Estos días estoy escribiendo menos porque estoy de turista por China. Un amigo africano (de Ceuta para más señas) ha venido a verme a Pekín y le he llevado a los lugares más típicos de la capital (Ciudad Prohibida, Palacio de Verano, Templo del Cielo...) e incluso de fuera (Pingyao, Shanghai, etc).
La visita me ha servido para redescubrir Pekin, ya que en circunstancias normales voy de casa al trabajo y del trabajo a casa, con esporádicas escapadas a bares, restoranes y cibertés.

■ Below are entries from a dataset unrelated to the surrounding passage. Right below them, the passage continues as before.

//! Decides whether a discarded result is reported and builds the message

use crate::config::{ExplanationEntry, MarkerSet};
use crate::index::Annotation;
use std::collections::HashMap;

const ATTR_SUGGEST: &str = "suggest";

const RECT_INTERSECT_EXPLANATION: &str = "If the rectangles do not intersect, no change is made and the \
original rectangle is not modified. These methods return false to indicate that this has happened.";

/// Annotations visible at a call site: enclosing member, enclosing classes, package or file
#[derive(Debug, Clone, Default)]
pub struct ScopeAnnotations<'a> {
    pub member: Vec<&'a Annotation>,
    pub class: Vec<&'a Annotation>,
    pub package: Vec<&'a Annotation>,
}

impl<'a> ScopeAnnotations<'a> {
    pub fn all(&self) -> impl Iterator<Item = &'a Annotation> + '_ {
        self.member
            .iter()
            .chain(self.class.iter())
            .chain(self.package.iter())
            .copied()
    }
}

/// The invoked declaration as far as messages are concerned
#[derive(Debug, Clone, Copy)]
pub struct CallTarget<'a> {
    /// Simple name of the called method
    pub name: &'a str,
    /// Qualified name of the declaring type, when known
    pub owner: Option<&'a str>,
}

/// Extra explanations keyed by (qualified owner type, method name)
#[derive(Debug, Clone)]
pub struct ExplanationTable {
    entries: HashMap<(String, String), String>,
}

impl ExplanationTable {
    pub fn empty() -> Self {
        Self {
            entries: HashMap::new(),
        }
    }

    pub fn insert(&mut self, owner: &str, method: &str, text: &str) {
        self.entries
            .insert((owner.to_string(), method.to_string()), text.to_string());
    }

    pub fn extend<'e>(&mut self, entries: impl IntoIterator<Item = &'e ExplanationEntry>) {
        for entry in entries {
            self.insert(&entry.owner, &entry.method, &entry.text);
        }
    }

    pub fn lookup(&self, owner: &str, method: &str) -> Option<&str> {
        self.entries
            .get(&(owner.to_string(), method.to_string()))
            .map(String::as_str)
    }
}

impl Default for ExplanationTable {
    fn default() -> Self {
        let mut table = Self::empty();
        table.insert("android.graphics.Rect", "intersect", RECT_INTERSECT_EXPLANATION);
        table
    }
}

/// A discarded result that should be reported
#[derive(Debug, Clone, PartialEq, Eq)]
pub struct ReturnValueReport {
    pub method: String,
    pub suggestion: Option<String>,
    pub explanation: Option<String>,
}

impl ReturnValueReport {
    pub fn message(&self) -> String {
        let message = match &self.suggestion {
            Some(alternative) => format!(
                "The result of '{}' is not used; did you mean to call '{}' instead?",
                self.method, alternative
            ),
            None => format!("The result of '{}' is not used", self.method),
        };

        match &self.explanation {
            Some(explanation) => format!("{}. {}", message, explanation),
            None => message,
        }
    }
}

/// Marker/exemption policy for the ignored-return rule
#[derive(Debug, Clone, Default)]
pub struct AnnotationPolicy {
    markers: MarkerSet,
    explanations: ExplanationTable,
}

impl AnnotationPolicy {
    pub fn new(markers: MarkerSet, explanations: ExplanationTable) -> Self {
        Self {
            markers,
            explanations,
        }
    }

    pub fn markers(&self) -> &MarkerSet {
        &self.markers
    }

    /// `marker` is the annotation applied to the call target
    pub fn should_report(
        &self,
        target: CallTarget<'_>,
        marker: &Annotation,
        scopes: &ScopeAnnotations<'_>,
        discarded: bool,
    ) -> Option<ReturnValueReport> {
        if self.markers.is_exemption(marker) {
            return None;
        }
        if scopes.all().any(|annotation| self.markers.is_exemption(annotation)) {
            return None;
        }
        if !discarded {
            return None;
        }

        let suggestion = marker
            .attribute(ATTR_SUGGEST)
            .map(|value| value.trim_start_matches('#').to_string())
            .filter(|value| !value.is_empty());

        let explanation = match suggestion {
            Some(_) => None,
            None => target
                .owner
                .and_then(|owner| self.explanations.lookup(owner, target.name))
                .map(str::to_string),
        };

        Some(ReturnValueReport {
            method: target.name.to_string(),
            suggestion,
            explanation,
        })
    }
}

He descubierto sobre todo, con gran deleite, que las entradas a los sitios altamente turísticos, también conocidos como "rollos de guiris", están mucho más baratos que antes. Mientras en otros lugares de China te pegan unos sablazos cada vez más gordos por visitar pueblos, montañas, parques, etc, en Pekín, las cosas están a mitad de precio que de costumbre, o incluso menos. Estos son los precios aproximados:
Muralla China: 40 yuanes, cuando antes costaba 100 (para saber precios en euros, dividir por 10). Ciudad Prohibida: 40 yuanes, cuando antes costaba 80 en verano y 60 en invierno. Palacio de Verano: 20 yuanes, antes eran 60 o así. Templo del Cielo: 20 yuanes, antes creo que 40 o 50.

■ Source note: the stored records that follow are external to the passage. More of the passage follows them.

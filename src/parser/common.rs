use crate::index::{
    resolve_type_name, Annotation, CallSite, ClassDecl, Language, Location, MethodDecl, Receiver,
};
use crate::tree::{ancestors, Binding, NodeId, NodeKind, Span, SyntaxArena, TreeBuilder};
use miette::Result;
use regex::Regex;
use std::path::{Path, PathBuf};
use std::sync::OnceLock;

/// A source file lowered into a syntax arena plus its declaration tables
#[derive(Debug)]
pub struct ParsedUnit {
    pub path: PathBuf,
    pub language: Language,

    /// Package/namespace of the file
    pub package: Option<String>,

    /// Import statements, wildcard imports keep their `.*` suffix
    pub imports: Vec<String>,

    /// Java package annotations or Kotlin `@file:` annotations
    pub file_annotations: Vec<Annotation>,

    pub tree: SyntaxArena,
    pub classes: Vec<ClassDecl>,
    pub methods: Vec<MethodDecl>,
    pub calls: Vec<CallSite>,
}

impl ParsedUnit {
    /// Method whose body contains `node`, innermost first
    pub fn enclosing_method(&self, node: NodeId) -> Option<usize> {
        ancestors(&self.tree, node).find_map(|ancestor| match self.tree.binding(ancestor) {
            Some(Binding::Method(index)) => Some(index),
            _ => None,
        })
    }

    /// Classes lexically enclosing `node`, innermost first
    pub fn enclosing_classes(&self, node: NodeId) -> Vec<usize> {
        ancestors(&self.tree, node)
            .filter_map(|ancestor| match self.tree.binding(ancestor) {
                Some(Binding::Class(index)) => Some(index),
                _ => None,
            })
            .collect()
    }

    /// `class` followed by its enclosing classes
    pub fn class_chain(&self, class: usize) -> impl Iterator<Item = &ClassDecl> + '_ {
        std::iter::successors(self.classes.get(class), move |decl| {
            decl.parent.and_then(|parent| self.classes.get(parent))
        })
    }

    pub fn is_package_info(&self) -> bool {
        self.path
            .file_name()
            .map(|name| name == "package-info.java")
            .unwrap_or(false)
    }
}

/// Trait for language-specific parsers
pub trait Parser {
    /// Parse a source file and lower it into a [`ParsedUnit`]
    fn parse(&self, path: &Path, contents: &str) -> Result<ParsedUnit>;
}

/// Helper to convert tree-sitter Point to Location
pub fn point_to_location(
    file: &Path,
    start: tree_sitter::Point,
    start_byte: usize,
    end_byte: usize,
) -> Location {
    Location::new(
        file.to_path_buf(),
        start.row + 1,    // tree-sitter uses 0-indexed lines
        start.column + 1, // tree-sitter uses 0-indexed columns
        start_byte,
        end_byte,
    )
}

/// Extract text from a node
pub fn node_text<'a>(node: tree_sitter::Node<'a>, source: &'a str) -> &'a str {
    &source[node.start_byte()..node.end_byte()]
}

/// Named children of a node, comments excluded
pub fn named_children(node: tree_sitter::Node<'_>) -> Vec<tree_sitter::Node<'_>> {
    let mut cursor = node.walk();
    node.named_children(&mut cursor)
        .filter(|child| !child.is_extra())
        .collect()
}

/// First child of the given kind
pub fn child_of_kind<'a>(node: tree_sitter::Node<'a>, kind: &str) -> Option<tree_sitter::Node<'a>> {
    let mut cursor = node.walk();
    let found = node.children(&mut cursor).find(|child| child.kind() == kind);
    found
}

fn attribute_pattern() -> &'static Regex {
    static PATTERN: OnceLock<Regex> = OnceLock::new();
    PATTERN.get_or_init(|| {
        Regex::new(r#"(\w+)\s*=\s*"((?:[^"\\]|\\.)*)""#).expect("attribute pattern is valid")
    })
}

fn positional_pattern() -> &'static Regex {
    static PATTERN: OnceLock<Regex> = OnceLock::new();
    PATTERN.get_or_init(|| {
        Regex::new(r#"^\s*"((?:[^"\\]|\\.)*)"\s*$"#).expect("positional pattern is valid")
    })
}

/// Parse the source text of one annotation node.
///
/// Accepts `@Name`, `@a.b.Name(...)`, Kotlin use-site targets (`@get:Name`,
/// `@file:Name`) and bracketed groups (`@file:[A B]`), which yield several
/// annotations.
pub fn parse_annotation_text(text: &str, imports: &[String], package: Option<&str>) -> Vec<Annotation> {
    let Some(body) = text.trim().strip_prefix('@') else {
        return Vec::new();
    };

    let body = strip_use_site_target(body);
    if let Some(group) = body.strip_prefix('[') {
        let group = group.trim_end().strip_suffix(']').unwrap_or(group);
        return split_annotation_group(group)
            .into_iter()
            .filter_map(|entry| parse_single(entry, imports, package))
            .collect();
    }

    parse_single(body, imports, package).into_iter().collect()
}

fn strip_use_site_target(body: &str) -> &str {
    let name_end = body
        .find(|c: char| !(c.is_alphanumeric() || c == '_'))
        .unwrap_or(body.len());
    match body[name_end..].trim_start().strip_prefix(':') {
        Some(rest) => rest.trim_start(),
        None => body,
    }
}

/// Split `A B(x = "1") C` at top-level whitespace
fn split_annotation_group(group: &str) -> Vec<&str> {
    let mut entries = Vec::new();
    let mut depth = 0usize;
    let mut in_string = false;
    let mut start = None;

    for (index, c) in group.char_indices() {
        match c {
            '"' => in_string = !in_string,
            '(' if !in_string => depth += 1,
            ')' if !in_string => depth = depth.saturating_sub(1),
            c if c.is_whitespace() && depth == 0 && !in_string => {
                if let Some(begin) = start.take() {
                    entries.push(&group[begin..index]);
                }
                continue;
            }
            _ => {}
        }
        if start.is_none() {
            start = Some(index);
        }
    }
    if let Some(begin) = start {
        entries.push(&group[begin..]);
    }
    entries
}

fn parse_single(entry: &str, imports: &[String], package: Option<&str>) -> Option<Annotation> {
    let (name_part, arguments) = match entry.find('(') {
        Some(open) => {
            let close = entry.rfind(')').unwrap_or(entry.len());
            (&entry[..open], Some(&entry[open + 1..close.max(open + 1)]))
        }
        None => (entry, None),
    };

    // drop generic arguments and whitespace around dotted names
    let name: String = name_part
        .split('<')
        .next()
        .unwrap_or(name_part)
        .chars()
        .filter(|c| !c.is_whitespace())
        .collect();
    if name.is_empty() {
        return None;
    }

    let qualified_name = resolve_type_name(&name, imports, package);
    let mut annotation = Annotation::new(name, qualified_name);

    if let Some(arguments) = arguments {
        for capture in attribute_pattern().captures_iter(arguments) {
            annotation
                .attributes
                .insert(capture[1].to_string(), unescape(&capture[2]));
        }
        if annotation.attributes.is_empty() {
            if let Some(capture) = positional_pattern().captures(arguments) {
                annotation
                    .attributes
                    .insert("value".to_string(), unescape(&capture[1]));
            }
        }
    }

    Some(annotation)
}

fn unescape(raw: &str) -> String {
    let mut out = String::with_capacity(raw.len());
    let mut chars = raw.chars();
    while let Some(c) = chars.next() {
        if c == '\\' {
            match chars.next() {
                Some('n') => out.push('\n'),
                Some('t') => out.push('\t'),
                Some(other) => out.push(other),
                None => out.push('\\'),
            }
        } else {
            out.push(c);
        }
    }
    out
}

/// Accumulates the arena and declaration tables while a parser walks a file
pub(crate) struct UnitBuilder<'s> {
    path: &'s Path,
    source: &'s str,
    package: Option<String>,
    imports: Vec<String>,
    tree: TreeBuilder,
    file_annotations: Vec<Annotation>,
    classes: Vec<ClassDecl>,
    methods: Vec<MethodDecl>,
    calls: Vec<CallSite>,
}

impl<'s> UnitBuilder<'s> {
    pub fn new(path: &'s Path, source: &'s str, package: Option<String>, imports: Vec<String>) -> Self {
        Self {
            path,
            source,
            package,
            imports,
            tree: TreeBuilder::new(),
            file_annotations: Vec::new(),
            classes: Vec::new(),
            methods: Vec::new(),
            calls: Vec::new(),
        }
    }

    pub fn source(&self) -> &'s str {
        self.source
    }

    pub fn text(&self, node: tree_sitter::Node<'_>) -> &'s str {
        &self.source[node.start_byte()..node.end_byte()]
    }

    pub fn location(&self, node: tree_sitter::Node<'_>) -> Location {
        point_to_location(self.path, node.start_position(), node.start_byte(), node.end_byte())
    }

    /// Push a node covering the whole of `node`
    pub fn push(&mut self, kind: NodeKind, parent: Option<NodeId>, node: tree_sitter::Node<'_>) -> NodeId {
        self.tree
            .push(kind, parent, Span::new(node.start_byte(), node.end_byte()))
    }

    pub fn push_span(&mut self, kind: NodeKind, parent: Option<NodeId>, span: Span) -> NodeId {
        self.tree.push(kind, parent, span)
    }

    pub fn set_selector(&mut self, qualified: NodeId, selector: NodeId) {
        self.tree.set_selector(qualified, selector);
    }

    /// Parse every annotation node in `nodes`
    pub fn annotations<'t>(&self, nodes: impl IntoIterator<Item = tree_sitter::Node<'t>>) -> Vec<Annotation> {
        nodes
            .into_iter()
            .flat_map(|node| {
                parse_annotation_text(self.text(node), &self.imports, self.package.as_deref())
            })
            .collect()
    }

    pub fn add_file_annotations(&mut self, annotations: Vec<Annotation>) {
        self.file_annotations.extend(annotations);
    }

    pub fn qualify(&self, name: &str, enclosing: Option<usize>) -> String {
        match enclosing.and_then(|index| self.classes.get(index)) {
            Some(outer) => format!("{}.{}", outer.qualified_name, name),
            None => match &self.package {
                Some(package) if !package.is_empty() => format!("{}.{}", package, name),
                _ => name.to_string(),
            },
        }
    }

    pub fn add_class(&mut self, node: NodeId, decl: ClassDecl) -> usize {
        let index = self.classes.len();
        self.classes.push(decl);
        self.tree.bind(node, Binding::Class(index));
        index
    }

    pub fn add_method(&mut self, node: NodeId, decl: MethodDecl) -> usize {
        let index = self.methods.len();
        self.methods.push(decl);
        self.tree.bind(node, Binding::Method(index));
        index
    }

    pub fn add_call(
        &mut self,
        node: NodeId,
        name: String,
        arity: usize,
        receiver: Receiver,
        receiver_type: Option<String>,
        at: tree_sitter::Node<'_>,
    ) {
        let index = self.calls.len();
        let location = self.location(at);
        self.calls.push(CallSite {
            node,
            name,
            arity,
            receiver,
            receiver_type,
            location,
        });
        self.tree.bind(node, Binding::Call(index));
    }

    pub fn class_name(&self, index: usize) -> Option<&str> {
        self.classes.get(index).map(|class| class.name.as_str())
    }

    pub fn finish(self, language: Language) -> ParsedUnit {
        ParsedUnit {
            path: self.path.to_path_buf(),
            language,
            package: self.package,
            imports: self.imports,
            file_annotations: self.file_annotations,
            tree: self.tree.finish(),
            classes: self.classes,
            methods: self.methods,
            calls: self.calls,
        }
    }
}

Una cosa que han hecho las autoridades pequinesas, por ejemplo en el Palacio de Verano, es cobrar una entrada baja general y luego, en según que lugares del recinto (templos, edificios famosos, etc), cobrar pluses de unos 10 yuanes por sitio. Eso está bien porque así los pequineses que van al parque simplemente a pasear pagan menos que antes, ya que no desean pateárselo todo.
Me parece un buen cambio, sí señor. Ah, y también he decir que las restauraciones que están haciendo de cara a los JJOO no están tan mal, y eso que temíamos que todo acabaría pareciendo Disneylandia. El Templo del Cielo, por ejemplo, ha quedado muy bien.
También me ha parecido ver signos positivos en la conservación de ciertas callejuelas tradicionales, después de años de demoliciones. Muchos hutongs demolidos en años pasados han sido sustituidos por hutongs nuevos pero que mantienen el espíritu de los anteriores (a pesar de que nos temíamos que en ellos pondrían McDonalds). Me ha gustado, por ejemplo, el barrio tradicional que han arreglado cerca del Templo Lama (que además es donde voy a vivir a partir de ahora, durante al menos un año).
Todos los paseos de estos días me han hecho pensar que Pekín, si sigue así, quizá en el futuro, algún día, pueda ser considerada una ciudad bonita e histórica.
Por cierto, ya que he hablado antes de los billetes de entrada a los lugares turísticos, he de advertir al que no conozca China que en este país cobran entrada por entrar en:
- Montañas. - Pueblos bonitos. - Templos e iglesias.
A mí, sinceramente, lo de poner barreras a una montaña o un pueblo me parece increíble, y pienso que si algún día veo a un chino en mi villa del Pirineo (un bonito pueblo, en lo alto de una colina y con llamativa iglesia) le debería cobrar entrada triple.